//! Import/Symbol Table.
//!
//! Tracks which external Go symbols the emitted declarations reference, and
//! guarantees each distinct import path is aliased at most once per output
//! file with a stable alias. Paths are interned only at the point a
//! declaration references them, so a rendered file can never carry a dead
//! import.
//!
//! One table is created per output file and discarded after rendering;
//! there is no process-wide aliasing state.

use std::collections::{HashMap, HashSet};
use std::fmt;

/// Well-known import paths the generated bindings reach for.
pub mod paths {
    pub const ERRORS: &str = "errors";
    pub const BYTES: &str = "bytes";
    pub const CONTEXT: &str = "context";
    pub const FMT: &str = "fmt";
    pub const TIME: &str = "time";
    pub const HTTP: &str = "net/http";
    pub const TEMPORAL_CLIENT: &str = "go.temporal.io/sdk/client";
    pub const TEMPORAL_WORKER: &str = "go.temporal.io/sdk/worker";
    pub const TEMPORAL_WORKFLOW: &str = "go.temporal.io/sdk/workflow";
    pub const TEMPORAL_ACTIVITY: &str = "go.temporal.io/sdk/activity";
    pub const PROTOJSON: &str = "google.golang.org/protobuf/encoding/protojson";
    pub const WRAPPERSPB: &str = "google.golang.org/protobuf/types/known/wrapperspb";
}

/// One external symbol, rendered as `alias.Name`.
#[derive(Debug, Clone, PartialEq, Eq)]
pub struct SymbolRef {
    pub alias: String,
    pub name: String,
}

impl fmt::Display for SymbolRef {
    fn fmt(&self, f: &mut fmt::Formatter<'_>) -> fmt::Result {
        write!(f, "{}.{}", self.alias, self.name)
    }
}

#[derive(Debug, Clone)]
pub struct Import {
    pub alias: String,
    pub path: String,
}

impl Import {
    /// Whether the alias is what Go would infer from the path anyway, in
    /// which case the import is written without an explicit alias.
    pub fn alias_is_default(&self) -> bool {
        self.alias == last_segment(&self.path)
    }
}

/// Per-file symbol table. Import order is first-use order, which makes the
/// rendered import block a pure function of declaration order.
#[derive(Debug, Default)]
pub struct ImportTable {
    by_path: HashMap<String, usize>,
    taken: HashSet<String>,
    imports: Vec<Import>,
}

impl ImportTable {
    pub fn new() -> Self {
        Self::default()
    }

    /// Intern a symbol from a well-known path, using the conventional alias
    /// for that path.
    pub fn intern(&mut self, path: &str, name: &str) -> SymbolRef {
        let hint = conventional_alias(path);
        self.intern_with_hint(path, &hint, name)
    }

    /// Intern a symbol from another generated proto package, whose alias
    /// must match that package's declared Go package name.
    pub fn intern_package(&mut self, path: &str, package_name: &str, name: &str) -> SymbolRef {
        self.intern_with_hint(path, package_name, name)
    }

    fn intern_with_hint(&mut self, path: &str, hint: &str, name: &str) -> SymbolRef {
        let idx = match self.by_path.get(path) {
            Some(&idx) => idx,
            None => {
                // A path wanting a taken alias gets a numeric suffix,
                // deterministically in first-use order. The taken set holds
                // assigned aliases, not hints, so a later hint that happens
                // to equal a suffixed alias (a package named `client2`) is
                // bumped past it.
                let mut alias = hint.to_string();
                let mut n = 2;
                while !self.taken.insert(alias.clone()) {
                    alias = format!("{}{}", hint, n);
                    n += 1;
                }
                self.imports.push(Import {
                    alias,
                    path: path.to_string(),
                });
                self.by_path.insert(path.to_string(), self.imports.len() - 1);
                self.imports.len() - 1
            }
        };
        SymbolRef {
            alias: self.imports[idx].alias.clone(),
            name: name.to_string(),
        }
    }

    /// All interned imports, in first-use order.
    pub fn imports(&self) -> &[Import] {
        &self.imports
    }

    pub fn is_empty(&self) -> bool {
        self.imports.is_empty()
    }
}

/// Conventional short alias for a path: a fixed mapping for the runtime and
/// stdlib families the bindings use, the sanitized last path segment for
/// anything else.
fn conventional_alias(path: &str) -> String {
    let alias = match path {
        paths::HTTP => "http",
        paths::TEMPORAL_CLIENT => "client",
        paths::TEMPORAL_WORKER => "worker",
        paths::TEMPORAL_WORKFLOW => "workflow",
        paths::TEMPORAL_ACTIVITY => "activity",
        paths::PROTOJSON => "protojson",
        paths::WRAPPERSPB => "wrapperspb",
        _ => return sanitize(last_segment(path)),
    };
    alias.to_string()
}

fn last_segment(path: &str) -> &str {
    path.rsplit('/').next().unwrap_or(path)
}

fn sanitize(segment: &str) -> String {
    let mut alias: String = segment
        .chars()
        .map(|c| if c.is_ascii_alphanumeric() { c } else { '_' })
        .collect();
    if alias.chars().next().is_some_and(|c| c.is_ascii_digit()) {
        alias.insert(0, '_');
    }
    alias
}

#[cfg(test)]
mod tests {
    use super::*;

    #[test]
    fn well_known_paths_get_conventional_aliases() {
        let mut table = ImportTable::new();
        assert_eq!(table.intern(paths::HTTP, "ServeMux").to_string(), "http.ServeMux");
        assert_eq!(
            table.intern(paths::PROTOJSON, "Unmarshal").to_string(),
            "protojson.Unmarshal"
        );
        assert_eq!(table.intern(paths::ERRORS, "New").to_string(), "errors.New");
    }

    #[test]
    fn repeated_interning_reuses_the_alias() {
        let mut table = ImportTable::new();
        let a = table.intern(paths::TEMPORAL_WORKFLOW, "Context");
        let b = table.intern(paths::TEMPORAL_WORKFLOW, "ExecuteActivity");
        assert_eq!(a.alias, b.alias);
        assert_eq!(table.imports().len(), 1);
    }

    #[test]
    fn alias_collisions_get_numeric_suffixes_in_first_use_order() {
        let mut table = ImportTable::new();
        let first = table.intern(paths::TEMPORAL_CLIENT, "Client");
        let second = table.intern("github.com/acme/client", "Thing");
        let third = table.intern("github.com/other/client", "Thing");
        assert_eq!(first.alias, "client");
        assert_eq!(second.alias, "client2");
        assert_eq!(third.alias, "client3");
    }

    #[test]
    fn suffixed_aliases_are_reserved_against_later_hints() {
        let mut table = ImportTable::new();
        let first = table.intern_package("github.com/acme/client", "client", "Thing");
        let second = table.intern_package("github.com/other/client", "client", "Thing");
        // A package whose declared name equals an already-suffixed alias
        // must not share it.
        let third = table.intern_package("github.com/acme/client2", "client2", "Thing");
        assert_eq!(first.alias, "client");
        assert_eq!(second.alias, "client2");
        assert_eq!(third.alias, "client22");

        let aliases: Vec<&str> = table.imports().iter().map(|i| i.alias.as_str()).collect();
        let unique: HashSet<&str> = aliases.iter().copied().collect();
        assert_eq!(unique.len(), aliases.len());
    }

    #[test]
    fn package_interning_prefers_the_declared_package_name() {
        let mut table = ImportTable::new();
        let sym = table.intern_package("github.com/acme/types", "typespb", "Thing");
        assert_eq!(sym.to_string(), "typespb.Thing");
        assert!(!table.imports()[0].alias_is_default());
    }

    #[test]
    fn import_order_is_first_use_order() {
        let mut table = ImportTable::new();
        table.intern(paths::FMT, "Sprintf");
        table.intern(paths::BYTES, "Buffer");
        table.intern(paths::FMT, "Errorf");
        let order: Vec<&str> = table.imports().iter().map(|i| i.path.as_str()).collect();
        assert_eq!(order, vec![paths::FMT, paths::BYTES]);
    }
}
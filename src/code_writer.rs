//! Indentation-tracking writer for the generated Go source.
//!
//! Go source is tab-indented, so the writer always indents with `\t`.
//! Indentation is managed through an RAII guard (`Rc<Cell<usize>>`
//! internally, so guards never fight the borrow checker over the writer),
//! plus a `block` helper for the `header { ... }` shape that makes up most
//! of the output.

use std::cell::Cell;
use std::rc::Rc;

pub struct CodeWriter {
    out: String,
    indent_level: Rc<Cell<usize>>,
    at_line_start: bool,
}

impl CodeWriter {
    pub fn new() -> Self {
        Self {
            out: String::new(),
            indent_level: Rc::new(Cell::new(0)),
            at_line_start: true,
        }
    }

    /// Write text without a newline, indenting first if at line start.
    pub fn write(&mut self, text: &str) {
        if text.is_empty() {
            return;
        }
        if self.at_line_start {
            for _ in 0..self.indent_level.get() {
                self.out.push('\t');
            }
            self.at_line_start = false;
        }
        self.out.push_str(text);
    }

    /// Write one full line.
    pub fn writeln(&mut self, text: &str) {
        self.write(text);
        self.out.push('\n');
        self.at_line_start = true;
    }

    /// Write an empty line (never indented).
    pub fn blank_line(&mut self) {
        self.out.push('\n');
        self.at_line_start = true;
    }

    /// Increase indentation for as long as the returned guard lives.
    pub fn indent(&mut self) -> IndentGuard {
        self.indent_level.set(self.indent_level.get() + 1);
        IndentGuard {
            indent_level: Rc::clone(&self.indent_level),
        }
    }

    /// Write `header {`, run `body` one level deeper, then write `}`.
    pub fn block<F>(&mut self, header: &str, body: F)
    where
        F: FnOnce(&mut Self),
    {
        self.writeln(&format!("{} {{", header));
        {
            let _indent = self.indent();
            body(self);
        }
        self.writeln("}");
    }

    pub fn finish(self) -> String {
        self.out
    }
}

impl Default for CodeWriter {
    fn default() -> Self {
        Self::new()
    }
}

/// RAII guard that restores the previous indentation level on drop.
pub struct IndentGuard {
    indent_level: Rc<Cell<usize>>,
}

impl Drop for IndentGuard {
    fn drop(&mut self) {
        let current = self.indent_level.get();
        self.indent_level.set(current.saturating_sub(1));
    }
}

#[cfg(test)]
mod tests {
    use super::*;

    #[test]
    fn writes_tab_indented_lines() {
        let mut w = CodeWriter::new();
        w.writeln("level 0");
        {
            let _indent = w.indent();
            w.writeln("level 1");
            {
                let _indent = w.indent();
                w.writeln("level 2");
            }
            w.writeln("level 1 again");
        }
        w.writeln("level 0 again");

        assert_eq!(
            w.finish(),
            "level 0\n\tlevel 1\n\t\tlevel 2\n\tlevel 1 again\nlevel 0 again\n"
        );
    }

    #[test]
    fn block_brackets_the_body() {
        let mut w = CodeWriter::new();
        w.block("func main()", |w| {
            w.writeln("run()");
            w.block("if err != nil", |w| w.writeln("return err"));
        });

        assert_eq!(
            w.finish(),
            "func main() {\n\trun()\n\tif err != nil {\n\t\treturn err\n\t}\n}\n"
        );
    }

    #[test]
    fn blank_lines_are_never_indented() {
        let mut w = CodeWriter::new();
        let _indent = w.indent();
        w.writeln("a");
        w.blank_line();
        w.writeln("b");
        drop(_indent);

        assert_eq!(w.finish(), "\ta\n\n\tb\n");
    }

    #[test]
    fn partial_writes_share_one_indent() {
        let mut w = CodeWriter::new();
        let _indent = w.indent();
        w.write("return ");
        w.write("out, ");
        w.writeln("nil");
        drop(_indent);

        assert_eq!(w.finish(), "\treturn out, nil\n");
    }
}
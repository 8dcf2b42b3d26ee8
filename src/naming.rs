//! Naming Resolver.
//!
//! Derives every emitted identifier from schema names, and owns the per-file
//! collision tables for top-level declarations and HTTP routes. Naming is a
//! pure function of the schema, so given the same input the generated file
//! is reproducible byte-for-byte.

use std::collections::BTreeMap;

use heck::{ToLowerCamelCase, ToUpperCamelCase};

use crate::error::CodegenError;
use crate::schema::MethodKind;

/// The top-level names emitted for one (service, kind) pair.
///
/// One canonical convention: `<Service><Kind>Client` / `New...` /
/// `<Service><Kind>Server` / `Register<Service><Kind>Worker`. The worker
/// registration both binds the implementation object and registers every
/// method against the Temporal worker.
#[derive(Debug, Clone, PartialEq, Eq)]
pub struct ServiceNames {
    pub client_iface: String,
    pub client_impl: String,
    pub constructor: String,
    pub server_iface: String,
    pub register_worker: String,
}

pub fn resolve(service: &str, kind: MethodKind) -> ServiceNames {
    let service = service.to_upper_camel_case();
    let kind = match kind {
        MethodKind::Workflow => "Workflow",
        MethodKind::Activity => "Activity",
    };
    let client_iface = format!("{service}{kind}Client");
    ServiceNames {
        client_impl: client_iface.to_lower_camel_case(),
        constructor: format!("New{client_iface}"),
        server_iface: format!("{service}{kind}Server"),
        register_worker: format!("Register{service}{kind}Worker"),
        client_iface,
    }
}

/// Name of the per-service HTTP registration function.
pub fn http_register(service: &str) -> String {
    format!("Register{}HTTPHandlers", service.to_upper_camel_case())
}

/// Name of the per-file JSON error helper the handlers share.
pub fn http_error_helper(proto_stem: &str) -> String {
    format!("write{}Error", proto_stem.to_upper_camel_case())
}

/// HTTP route for a workflow method: `/<service>/<method>`, lower-cased.
pub fn http_route(service: &str, method: &str) -> String {
    format!("/{}/{}", service.to_lowercase(), method.to_lowercase())
}

/// Routing key shared by workflow start, activity execution, and worker
/// registration, so the caller and worker sides can never drift.
pub fn routing_key(service: &str, proto_method: &str) -> String {
    format!("{service}.{proto_method}")
}

/// The Go keyword set (Go spec, "Keywords"). A method named `select` is a
/// valid proto name but cannot be emitted as an identifier.
const GO_KEYWORDS: [&str; 25] = [
    "break", "case", "chan", "const", "continue", "default", "defer", "else",
    "fallthrough", "for", "func", "go", "goto", "if", "import", "interface",
    "map", "package", "range", "return", "select", "struct", "switch", "type",
    "var",
];

/// Whether a schema name survives as a Go identifier. Invalid names are a
/// fatal error, never mangled.
pub fn is_go_ident(name: &str) -> bool {
    if GO_KEYWORDS.contains(&name) {
        return false;
    }
    let mut chars = name.chars();
    match chars.next() {
        Some(c) if c.is_ascii_alphabetic() || c == '_' => {}
        _ => return false,
    }
    chars.all(|c| c.is_ascii_alphanumeric() || c == '_')
}

pub fn ensure_go_ident(owner: &str, name: &str) -> Result<(), CodegenError> {
    if is_go_ident(name) {
        Ok(())
    } else {
        Err(CodegenError::InvalidIdentifier {
            owner: owner.to_string(),
            name: name.to_string(),
        })
    }
}

/// Collision table for names scoped to one output unit (top-level
/// identifiers of a file, or method names of one interface).
#[derive(Debug, Default)]
pub struct DeclTable {
    origins: BTreeMap<String, String>,
}

impl DeclTable {
    pub fn declare(&mut self, name: &str, origin: &str) -> Result<(), CodegenError> {
        if let Some(first) = self.origins.get(name) {
            return Err(CodegenError::NameCollision {
                name: name.to_string(),
                first: first.clone(),
                second: origin.to_string(),
            });
        }
        self.origins.insert(name.to_string(), origin.to_string());
        Ok(())
    }
}

/// Collision table for HTTP routes within one file.
#[derive(Debug, Default)]
pub struct RouteTable {
    origins: BTreeMap<String, String>,
}

impl RouteTable {
    pub fn declare(&mut self, path: &str, origin: &str) -> Result<(), CodegenError> {
        if let Some(first) = self.origins.get(path) {
            return Err(CodegenError::RouteCollision {
                path: path.to_string(),
                first: first.clone(),
                second: origin.to_string(),
            });
        }
        self.origins.insert(path.to_string(), origin.to_string());
        Ok(())
    }
}

#[cfg(test)]
mod tests {
    use super::*;

    #[test]
    fn resolves_the_canonical_name_family() {
        let names = resolve("Greeter", MethodKind::Workflow);
        assert_eq!(names.client_iface, "GreeterWorkflowClient");
        assert_eq!(names.client_impl, "greeterWorkflowClient");
        assert_eq!(names.constructor, "NewGreeterWorkflowClient");
        assert_eq!(names.server_iface, "GreeterWorkflowServer");
        assert_eq!(names.register_worker, "RegisterGreeterWorkflowWorker");

        let names = resolve("Greeter", MethodKind::Activity);
        assert_eq!(names.client_iface, "GreeterActivityClient");
        assert_eq!(names.register_worker, "RegisterGreeterActivityWorker");
    }

    #[test]
    fn snake_case_service_names_normalize() {
        let names = resolve("my_service", MethodKind::Workflow);
        assert_eq!(names.client_iface, "MyServiceWorkflowClient");
        assert_eq!(http_register("my_service"), "RegisterMyServiceHTTPHandlers");
    }

    #[test]
    fn routes_are_lower_cased() {
        assert_eq!(http_route("Greeter", "Hello"), "/greeter/hello");
    }

    #[test]
    fn ident_validation() {
        assert!(is_go_ident("Hello"));
        assert!(is_go_ident("_private"));
        assert!(is_go_ident("Hello2"));
        assert!(!is_go_ident(""));
        assert!(!is_go_ident("2Hello"));
        assert!(!is_go_ident("hello-world"));
        assert!(!is_go_ident("héllo"));
    }

    #[test]
    fn go_keywords_are_not_identifiers() {
        assert!(!is_go_ident("select"));
        assert!(!is_go_ident("type"));
        assert!(!is_go_ident("func"));
        // Case-sensitive: the exported forms are fine.
        assert!(is_go_ident("Select"));
        assert!(is_go_ident("Type"));
    }

    #[test]
    fn decl_table_reports_both_origins() {
        let mut table = DeclTable::default();
        table.declare("GreeterWorkflowClient", "service Greeter").unwrap();
        let err = table
            .declare("GreeterWorkflowClient", "service greeter")
            .unwrap_err();
        let msg = err.to_string();
        assert!(msg.contains("service Greeter"));
        assert!(msg.contains("service greeter"));
    }
}
//! protoc plugin protocol.
//!
//! Drives the whole pipeline for one `CodeGeneratorRequest` and shapes the
//! result as a `CodeGeneratorResponse`. Generation-time errors abort the
//! run through the response's `error` field; no partial files are emitted.

use prost_types::compiler::code_generator_response::{Feature, File};
use prost_types::compiler::{CodeGeneratorRequest, CodeGeneratorResponse};
use tracing::debug;

use crate::error::CodegenError;
use crate::symbols::ImportTable;
use crate::{declare, emit, schema};

/// One generated source file.
#[derive(Debug, Clone, PartialEq, Eq)]
pub struct GeneratedFile {
    pub name: String,
    pub content: String,
}

/// Run the pipeline: one output file per requested proto file that declares
/// at least one service. Each file gets a fresh symbol table and naming
/// state.
pub fn generate(request: &CodeGeneratorRequest) -> Result<Vec<GeneratedFile>, CodegenError> {
    let files = schema::resolve_files(&request.proto_file, &request.file_to_generate)?;
    let mut out = Vec::with_capacity(files.len());
    for file in &files {
        let mut imports = ImportTable::new();
        let decls = declare::build_file(file, &mut imports)?;
        let content = emit::render_file(file, &decls, &imports);
        debug!(
            source = %file.proto_path,
            services = file.services.len(),
            declarations = decls.len(),
            "generated bindings"
        );
        out.push(GeneratedFile {
            name: output_name(&file.proto_path),
            content,
        });
    }
    Ok(out)
}

/// Build the wire response. Errors become the response's `error` field, the
/// protoc-side convention for aborting a generation run.
pub fn respond(request: &CodeGeneratorRequest) -> CodeGeneratorResponse {
    let mut response = CodeGeneratorResponse {
        supported_features: Some(Feature::Proto3Optional as u64),
        ..Default::default()
    };
    match generate(request) {
        Ok(files) => {
            response.file = files
                .into_iter()
                .map(|f| File {
                    name: Some(f.name),
                    content: Some(f.content),
                    ..Default::default()
                })
                .collect();
        }
        Err(err) => response.error = Some(err.to_string()),
    }
    response
}

fn output_name(proto_path: &str) -> String {
    let stem = proto_path.strip_suffix(".proto").unwrap_or(proto_path);
    format!("{}_temporal.pb.go", stem)
}

#[cfg(test)]
mod tests {
    use super::*;

    #[test]
    fn output_names_sit_next_to_the_proto() {
        assert_eq!(
            output_name("example/greeter.proto"),
            "example/greeter_temporal.pb.go"
        );
        assert_eq!(output_name("odd"), "odd_temporal.pb.go");
    }
}
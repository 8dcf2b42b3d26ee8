//! Declaration Builder.
//!
//! For every method of every service, in schema order, builds the emitted
//! declaration set: typed client, server contract, worker registration, and
//! HTTP handler bindings. Bodies are rendered here, against symbols interned
//! through the per-file [`ImportTable`]; the emitter only assembles the
//! file.
//!
//! Generated code must stay replay-safe: handlers close over nothing but
//! the immutable client, and registered adapters are interface method
//! values with no package-level state.

use std::collections::BTreeSet;

use crate::code_writer::CodeWriter;
use crate::error::CodegenError;
use crate::naming::{self, DeclTable, RouteTable, ServiceNames};
use crate::schema::{FileSpec, MethodKind, MethodSpec, ServiceSpec, TypeRef};
use crate::symbols::{paths, ImportTable};

/// Which family of emitted unit a declaration belongs to.
#[derive(Debug, Clone, Copy, PartialEq, Eq)]
pub enum DeclKind {
    ClientType,
    ClientConstructor,
    ClientMethod,
    ServerInterface,
    WorkerRegistration,
    HttpHandlers,
}

/// One emitted unit: its resolver-assigned name and rendered Go body.
#[derive(Debug, Clone)]
pub struct Declaration {
    pub kind: DeclKind,
    pub name: String,
    pub code: String,
}

/// Build every declaration for one output file, in emission order:
/// per service, workflow bindings then activity bindings
/// (ClientType → Constructor → ClientMethods → ServerInterface →
/// WorkerRegistration), HTTP handlers last.
pub fn build_file(
    file: &FileSpec,
    imports: &mut ImportTable,
) -> Result<Vec<Declaration>, CodegenError> {
    let mut decl_names = DeclTable::default();
    let mut routes = RouteTable::default();
    let mut decls = Vec::new();

    let any_workflows = file
        .services
        .iter()
        .any(|s| s.has_kind(MethodKind::Workflow));
    let helper = naming::http_error_helper(&file.stem());

    for service in &file.services {
        let mut builder = ServiceBuilder {
            file,
            service,
            imports,
            decl_names: &mut decl_names,
            routes: &mut routes,
            error_helper: &helper,
        };
        builder.build(&mut decls)?;
    }

    if any_workflows {
        decl_names.declare(&helper, &format!("file {}", file.proto_path))?;
        decls.push(error_helper_decl(&helper, imports));
    }

    Ok(decls)
}

struct ServiceBuilder<'a> {
    file: &'a FileSpec,
    service: &'a ServiceSpec,
    imports: &'a mut ImportTable,
    decl_names: &'a mut DeclTable,
    routes: &'a mut RouteTable,
    error_helper: &'a str,
}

┄┄┄┄┄┄┄┄┄┄┄┄┄┄┄┄┄┄┄┄

*Work to be completed*. Only the number is wanted here. How many lines in the entries contain "protobuf"?

*Completed task*. 2